//! Permission lookup: turn a permission reference into a stored permission.

use governor_core::{ObjectRef, Permission, PermissionName, PermissionRef};
use governor_store::Store;

use crate::error::{GovernorError, Result};

/// Resolve `reference` to a stored [`Permission`].
///
/// - A resolved permission is returned unchanged.
/// - `namespace.codename` is looked up as-is.
/// - A bare codename takes its namespace from `sample`'s object type.
///
/// Fails with a format error when a bare codename has no sample, and with
/// [`GovernorError::PermissionNotFound`] when nothing is stored under the
/// name.
pub async fn resolve_permission<S>(
    store: &S,
    reference: impl Into<PermissionRef>,
    sample: Option<&ObjectRef>,
) -> Result<Permission>
where
    S: Store + ?Sized,
{
    let raw = match reference.into() {
        PermissionRef::Resolved(permission) => return Ok(permission),
        PermissionRef::Raw(raw) => raw,
    };

    let name = PermissionName::parse_with_sample(&raw, sample)?;
    store
        .get_permission(&name)
        .await?
        .ok_or(GovernorError::PermissionNotFound(name))
}

#[cfg(test)]
mod tests {
    use super::*;
    use governor_core::ObjectType;
    use governor_store::MemoryStore;

    fn review() -> Permission {
        Permission::new(
            PermissionName::new("docs", "review"),
            ObjectType::new("docs", "document"),
        )
    }

    async fn store() -> MemoryStore {
        let store = MemoryStore::new();
        store.insert_permission(&review()).await.unwrap();
        store
    }

    #[tokio::test]
    async fn test_resolved_is_returned_unchanged() {
        let store = MemoryStore::new();
        let perm = resolve_permission(&store, review(), None).await.unwrap();
        assert_eq!(perm, review());
    }

    #[tokio::test]
    async fn test_dotted_reference() {
        let store = store().await;
        let perm = resolve_permission(&store, "docs.review", None).await.unwrap();
        assert_eq!(perm.object_type, ObjectType::new("docs", "document"));
    }

    #[tokio::test]
    async fn test_bare_codename_needs_sample() {
        let store = store().await;
        let err = resolve_permission(&store, "review", None).await.unwrap_err();
        assert!(err.is_format_error());

        let sample = ObjectRef::new(ObjectType::new("docs", "document"), 1);
        let perm = resolve_permission(&store, "review", Some(&sample))
            .await
            .unwrap();
        assert_eq!(perm.name, PermissionName::new("docs", "review"));
    }

    #[tokio::test]
    async fn test_unknown_permission_is_lookup_error() {
        let store = store().await;
        let err = resolve_permission(&store, "docs.delete", None)
            .await
            .unwrap_err();
        assert!(err.is_lookup_error());
    }
}
//! Error Types.
//!
//! `HarnessError` is the failure taxonomy of a verification run. Every
//! variant is recorded in the run report; only the run-level variant ends
//! the run unless fail-fast is requested. `ConfigError` and `TraceError`
//! cover loading the run's inputs.

use super::{Addr, OpKind, Tick, Word};
use serde::Serialize;
use thiserror::Error;

/// Failures observed while driving a device under test.
#[derive(Error, Debug, Clone, PartialEq, Eq, Serialize)]
#[serde(tag = "type")]
pub enum HarnessError {
    /// The request channel never asserted ready within the enqueue budget.
    #[error("EnqueueTimeout: {kind} addr={addr:#x} not accepted after {waited} ticks (tick {tick})")]
    EnqueueTimeout {
        addr: Addr,
        kind: OpKind,
        tick: Tick,
        waited: Tick,
    },

    /// An accepted request saw no response within the response budget.
    #[error("ResponseTimeout: {kind} addr={addr:#x} issued at tick {issued_at}, expired at tick {tick}")]
    ResponseTimeout {
        addr: Addr,
        kind: OpKind,
        issued_at: Tick,
        tick: Tick,
    },

    /// Returned data differs from the sent value or the golden record.
    #[error("DataIntegrityViolation: {kind} addr={addr:#x} expected={expected:#x} actual={actual:#x} (tick {tick})")]
    DataIntegrityViolation {
        addr: Addr,
        kind: OpKind,
        expected: Word,
        actual: Word,
        tick: Tick,
    },

    /// A response arrived for an address with no pending request.
    #[error("UnmatchedResponse: addr={addr:#x} data={data:#x} (tick {tick})")]
    UnmatchedResponse { addr: Addr, data: Word, tick: Tick },

    /// The run exhausted its global tick budget with work outstanding.
    #[error("GlobalTickBudgetExceeded: max {max_ticks} ticks reached with {pending} pending and {remaining} unissued")]
    GlobalTickBudgetExceeded {
        max_ticks: Tick,
        pending: usize,
        remaining: usize,
    },
}

impl HarnessError {
    /// Returns `true` for run-level failures that always end the run.
    pub fn is_run_level(&self) -> bool {
        matches!(self, HarnessError::GlobalTickBudgetExceeded { .. })
    }

    /// Returns `true` for failures that are warnings rather than errors.
    pub fn is_warning(&self) -> bool {
        matches!(self, HarnessError::UnmatchedResponse { .. })
    }
}

/// Errors raised while loading or validating a configuration.
#[derive(Error, Debug)]
pub enum ConfigError {
    /// The configuration file could not be read.
    #[error(transparent)]
    Io(#[from] std::io::Error),
    /// The configuration file is not valid TOML for this schema.
    #[error(transparent)]
    Parse(#[from] toml::de::Error),
    /// A value is out of its legal range.
    #[error("invalid configuration: {0}")]
    Invalid(String),
}

/// Errors raised while loading a trace.
#[derive(Error, Debug)]
pub enum TraceError {
    /// The trace file could not be read.
    #[error(transparent)]
    Io(#[from] std::io::Error),
    /// A line does not follow `<hex-address> <READ|WRITE> <tick>`.
    #[error("trace line {line}: {reason}")]
    Malformed { line: usize, reason: String },
}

◆ ◆ ◆ ◆ ◆ ◆ ◆

▸ **INSTRUCTIONS TO FOLLOW**
In how many lines above does the word "Result" appear? Answer with only the number.

▸ **OUTPUT BELOW**
2